→ **What is required**
Look for the word "struct" in the material below, then report each line where it occurs.

→ **Dataset content**

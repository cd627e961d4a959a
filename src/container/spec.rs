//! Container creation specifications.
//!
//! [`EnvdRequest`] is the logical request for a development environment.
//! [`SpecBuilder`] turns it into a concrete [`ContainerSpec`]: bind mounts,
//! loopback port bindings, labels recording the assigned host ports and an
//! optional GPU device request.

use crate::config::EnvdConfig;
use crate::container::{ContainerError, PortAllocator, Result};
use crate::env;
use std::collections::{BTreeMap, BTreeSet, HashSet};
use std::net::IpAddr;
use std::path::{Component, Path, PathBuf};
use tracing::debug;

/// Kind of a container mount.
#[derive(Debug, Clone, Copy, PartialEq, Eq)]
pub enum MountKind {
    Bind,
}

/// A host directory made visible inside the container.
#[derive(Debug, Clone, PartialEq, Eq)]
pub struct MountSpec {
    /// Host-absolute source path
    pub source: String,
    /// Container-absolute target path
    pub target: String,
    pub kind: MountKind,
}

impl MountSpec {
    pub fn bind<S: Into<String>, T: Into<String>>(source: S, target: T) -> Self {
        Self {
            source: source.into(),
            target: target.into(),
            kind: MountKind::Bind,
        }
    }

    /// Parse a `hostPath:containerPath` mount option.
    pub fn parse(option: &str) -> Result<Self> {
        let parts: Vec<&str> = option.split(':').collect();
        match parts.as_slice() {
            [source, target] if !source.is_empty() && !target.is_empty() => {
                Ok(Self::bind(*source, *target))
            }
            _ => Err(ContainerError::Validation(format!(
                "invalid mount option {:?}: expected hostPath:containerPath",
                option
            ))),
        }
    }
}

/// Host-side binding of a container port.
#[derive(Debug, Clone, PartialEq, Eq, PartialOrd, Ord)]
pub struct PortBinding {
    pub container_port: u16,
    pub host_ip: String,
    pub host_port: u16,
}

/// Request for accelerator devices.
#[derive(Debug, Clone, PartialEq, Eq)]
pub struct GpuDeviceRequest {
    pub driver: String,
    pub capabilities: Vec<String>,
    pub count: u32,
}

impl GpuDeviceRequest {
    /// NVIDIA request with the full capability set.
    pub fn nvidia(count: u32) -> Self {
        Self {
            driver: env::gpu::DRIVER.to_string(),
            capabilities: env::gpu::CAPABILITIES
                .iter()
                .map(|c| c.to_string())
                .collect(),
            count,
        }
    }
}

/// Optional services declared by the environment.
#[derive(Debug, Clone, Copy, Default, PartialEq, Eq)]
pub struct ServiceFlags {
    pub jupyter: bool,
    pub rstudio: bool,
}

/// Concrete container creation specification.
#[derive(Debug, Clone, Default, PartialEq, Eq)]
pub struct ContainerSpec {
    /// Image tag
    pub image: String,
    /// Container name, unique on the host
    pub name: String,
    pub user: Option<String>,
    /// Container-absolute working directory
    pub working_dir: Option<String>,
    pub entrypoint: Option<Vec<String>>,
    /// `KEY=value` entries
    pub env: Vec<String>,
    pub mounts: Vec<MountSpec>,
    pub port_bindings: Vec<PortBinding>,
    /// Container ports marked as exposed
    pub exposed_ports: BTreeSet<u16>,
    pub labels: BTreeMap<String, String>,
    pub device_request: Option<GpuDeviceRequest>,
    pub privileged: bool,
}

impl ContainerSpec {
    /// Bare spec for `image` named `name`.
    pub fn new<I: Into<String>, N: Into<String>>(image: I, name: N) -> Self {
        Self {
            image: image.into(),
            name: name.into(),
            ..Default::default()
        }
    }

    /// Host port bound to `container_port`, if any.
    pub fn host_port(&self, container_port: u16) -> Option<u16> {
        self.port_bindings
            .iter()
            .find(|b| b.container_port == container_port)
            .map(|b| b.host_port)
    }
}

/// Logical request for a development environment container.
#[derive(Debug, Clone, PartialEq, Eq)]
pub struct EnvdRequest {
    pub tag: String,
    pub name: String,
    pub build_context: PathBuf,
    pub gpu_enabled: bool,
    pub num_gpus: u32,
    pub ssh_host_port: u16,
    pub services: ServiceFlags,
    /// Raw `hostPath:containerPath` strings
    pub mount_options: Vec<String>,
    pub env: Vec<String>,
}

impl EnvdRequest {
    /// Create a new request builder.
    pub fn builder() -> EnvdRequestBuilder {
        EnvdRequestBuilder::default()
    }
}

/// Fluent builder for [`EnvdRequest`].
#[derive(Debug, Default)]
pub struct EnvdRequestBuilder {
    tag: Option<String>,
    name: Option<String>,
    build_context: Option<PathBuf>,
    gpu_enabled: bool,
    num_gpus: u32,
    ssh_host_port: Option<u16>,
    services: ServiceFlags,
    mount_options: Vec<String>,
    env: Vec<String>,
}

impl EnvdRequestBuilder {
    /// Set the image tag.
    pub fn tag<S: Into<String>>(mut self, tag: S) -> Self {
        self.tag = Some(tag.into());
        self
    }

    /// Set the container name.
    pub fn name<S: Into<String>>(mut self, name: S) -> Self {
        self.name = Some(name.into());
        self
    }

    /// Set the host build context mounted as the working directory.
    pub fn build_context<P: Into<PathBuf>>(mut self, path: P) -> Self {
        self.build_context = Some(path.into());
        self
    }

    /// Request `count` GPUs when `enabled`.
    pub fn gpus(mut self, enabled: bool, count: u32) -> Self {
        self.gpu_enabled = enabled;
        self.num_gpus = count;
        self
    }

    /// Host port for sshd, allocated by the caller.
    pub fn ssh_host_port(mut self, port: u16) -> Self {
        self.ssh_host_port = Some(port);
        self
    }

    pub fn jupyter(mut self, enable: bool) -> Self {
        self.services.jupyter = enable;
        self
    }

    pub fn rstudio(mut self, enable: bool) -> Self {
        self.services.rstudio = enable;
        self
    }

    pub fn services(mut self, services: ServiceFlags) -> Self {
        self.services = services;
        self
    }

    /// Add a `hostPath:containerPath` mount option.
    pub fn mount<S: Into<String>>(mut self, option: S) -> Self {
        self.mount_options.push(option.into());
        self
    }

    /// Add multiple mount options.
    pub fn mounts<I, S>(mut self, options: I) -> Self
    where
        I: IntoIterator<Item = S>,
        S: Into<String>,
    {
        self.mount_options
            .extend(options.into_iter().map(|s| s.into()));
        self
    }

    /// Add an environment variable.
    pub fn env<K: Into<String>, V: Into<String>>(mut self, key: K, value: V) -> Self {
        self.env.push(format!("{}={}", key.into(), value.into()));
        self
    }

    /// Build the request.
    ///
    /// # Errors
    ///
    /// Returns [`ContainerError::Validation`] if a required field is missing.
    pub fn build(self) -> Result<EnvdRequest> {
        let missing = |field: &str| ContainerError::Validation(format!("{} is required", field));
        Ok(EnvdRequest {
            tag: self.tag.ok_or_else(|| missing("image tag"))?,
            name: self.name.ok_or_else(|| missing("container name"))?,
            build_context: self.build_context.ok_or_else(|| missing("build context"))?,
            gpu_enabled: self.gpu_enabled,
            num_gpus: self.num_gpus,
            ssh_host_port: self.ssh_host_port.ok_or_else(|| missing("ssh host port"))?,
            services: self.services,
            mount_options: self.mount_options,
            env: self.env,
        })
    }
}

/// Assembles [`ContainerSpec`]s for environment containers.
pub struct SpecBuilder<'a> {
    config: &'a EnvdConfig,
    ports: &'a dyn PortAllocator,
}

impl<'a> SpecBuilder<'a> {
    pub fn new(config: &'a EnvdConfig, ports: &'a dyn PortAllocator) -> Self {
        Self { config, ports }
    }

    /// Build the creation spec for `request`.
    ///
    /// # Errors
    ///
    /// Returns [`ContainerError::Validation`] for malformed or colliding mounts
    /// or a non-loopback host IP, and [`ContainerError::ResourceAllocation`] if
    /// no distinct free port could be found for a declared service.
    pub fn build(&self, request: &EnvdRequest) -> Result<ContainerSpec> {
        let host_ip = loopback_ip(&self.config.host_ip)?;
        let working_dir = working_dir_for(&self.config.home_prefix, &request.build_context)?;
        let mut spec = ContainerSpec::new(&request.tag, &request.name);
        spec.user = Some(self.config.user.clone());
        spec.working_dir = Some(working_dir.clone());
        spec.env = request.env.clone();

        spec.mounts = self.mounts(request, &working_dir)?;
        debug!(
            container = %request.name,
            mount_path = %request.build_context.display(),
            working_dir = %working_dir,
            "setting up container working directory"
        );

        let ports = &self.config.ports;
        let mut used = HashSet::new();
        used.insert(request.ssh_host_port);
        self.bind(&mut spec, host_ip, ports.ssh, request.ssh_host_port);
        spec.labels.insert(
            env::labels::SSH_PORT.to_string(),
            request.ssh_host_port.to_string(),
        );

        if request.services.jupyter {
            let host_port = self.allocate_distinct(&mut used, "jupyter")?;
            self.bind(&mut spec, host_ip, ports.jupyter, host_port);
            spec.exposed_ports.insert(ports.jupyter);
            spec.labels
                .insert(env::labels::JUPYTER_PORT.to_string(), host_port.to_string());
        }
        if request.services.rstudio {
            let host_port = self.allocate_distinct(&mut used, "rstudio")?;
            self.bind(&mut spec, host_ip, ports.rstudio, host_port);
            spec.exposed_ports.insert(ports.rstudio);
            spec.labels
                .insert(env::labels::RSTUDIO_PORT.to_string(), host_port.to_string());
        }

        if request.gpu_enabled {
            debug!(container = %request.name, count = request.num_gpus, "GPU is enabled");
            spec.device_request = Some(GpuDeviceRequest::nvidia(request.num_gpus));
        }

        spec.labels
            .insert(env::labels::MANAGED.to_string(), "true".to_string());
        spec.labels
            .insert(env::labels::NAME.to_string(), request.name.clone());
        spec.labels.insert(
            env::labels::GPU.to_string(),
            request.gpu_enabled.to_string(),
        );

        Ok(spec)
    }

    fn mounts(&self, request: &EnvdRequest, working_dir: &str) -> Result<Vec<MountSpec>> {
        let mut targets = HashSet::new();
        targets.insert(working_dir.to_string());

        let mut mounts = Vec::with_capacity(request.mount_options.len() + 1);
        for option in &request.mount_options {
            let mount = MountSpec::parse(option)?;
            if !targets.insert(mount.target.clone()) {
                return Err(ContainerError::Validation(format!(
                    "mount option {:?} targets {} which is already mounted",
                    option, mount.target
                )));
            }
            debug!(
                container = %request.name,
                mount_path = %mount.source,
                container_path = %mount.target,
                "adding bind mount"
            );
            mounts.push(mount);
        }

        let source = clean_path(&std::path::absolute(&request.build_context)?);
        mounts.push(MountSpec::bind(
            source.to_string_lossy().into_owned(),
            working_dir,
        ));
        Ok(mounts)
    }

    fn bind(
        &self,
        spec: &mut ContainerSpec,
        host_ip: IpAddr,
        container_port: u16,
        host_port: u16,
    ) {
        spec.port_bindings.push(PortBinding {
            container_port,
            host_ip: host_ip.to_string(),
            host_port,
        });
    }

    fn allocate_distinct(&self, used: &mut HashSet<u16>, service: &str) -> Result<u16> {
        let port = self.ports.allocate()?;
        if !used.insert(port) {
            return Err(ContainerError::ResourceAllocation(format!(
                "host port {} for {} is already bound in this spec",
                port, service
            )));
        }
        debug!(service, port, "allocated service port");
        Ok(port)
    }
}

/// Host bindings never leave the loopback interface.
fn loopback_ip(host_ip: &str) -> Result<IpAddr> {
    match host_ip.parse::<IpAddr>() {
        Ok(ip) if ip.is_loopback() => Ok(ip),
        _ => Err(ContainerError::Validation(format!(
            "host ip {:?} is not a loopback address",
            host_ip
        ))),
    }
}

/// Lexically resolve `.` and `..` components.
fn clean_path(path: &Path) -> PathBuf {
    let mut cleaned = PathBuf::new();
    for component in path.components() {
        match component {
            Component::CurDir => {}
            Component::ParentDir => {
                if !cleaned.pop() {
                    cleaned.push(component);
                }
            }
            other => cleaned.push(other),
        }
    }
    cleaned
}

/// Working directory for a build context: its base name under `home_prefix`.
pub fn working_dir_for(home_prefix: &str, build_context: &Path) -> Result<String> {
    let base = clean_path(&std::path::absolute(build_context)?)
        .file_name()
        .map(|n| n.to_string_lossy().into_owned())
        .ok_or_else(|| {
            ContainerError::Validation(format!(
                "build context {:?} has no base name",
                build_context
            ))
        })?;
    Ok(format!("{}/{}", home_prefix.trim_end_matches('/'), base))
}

→ **Your response**
pub struct MountSpec {
pub struct PortBinding {
pub struct GpuDeviceRequest {
pub struct ServiceFlags {
pub struct ContainerSpec {
pub struct EnvdRequest {
pub struct EnvdRequestBuilder {
pub struct SpecBuilder<'a> {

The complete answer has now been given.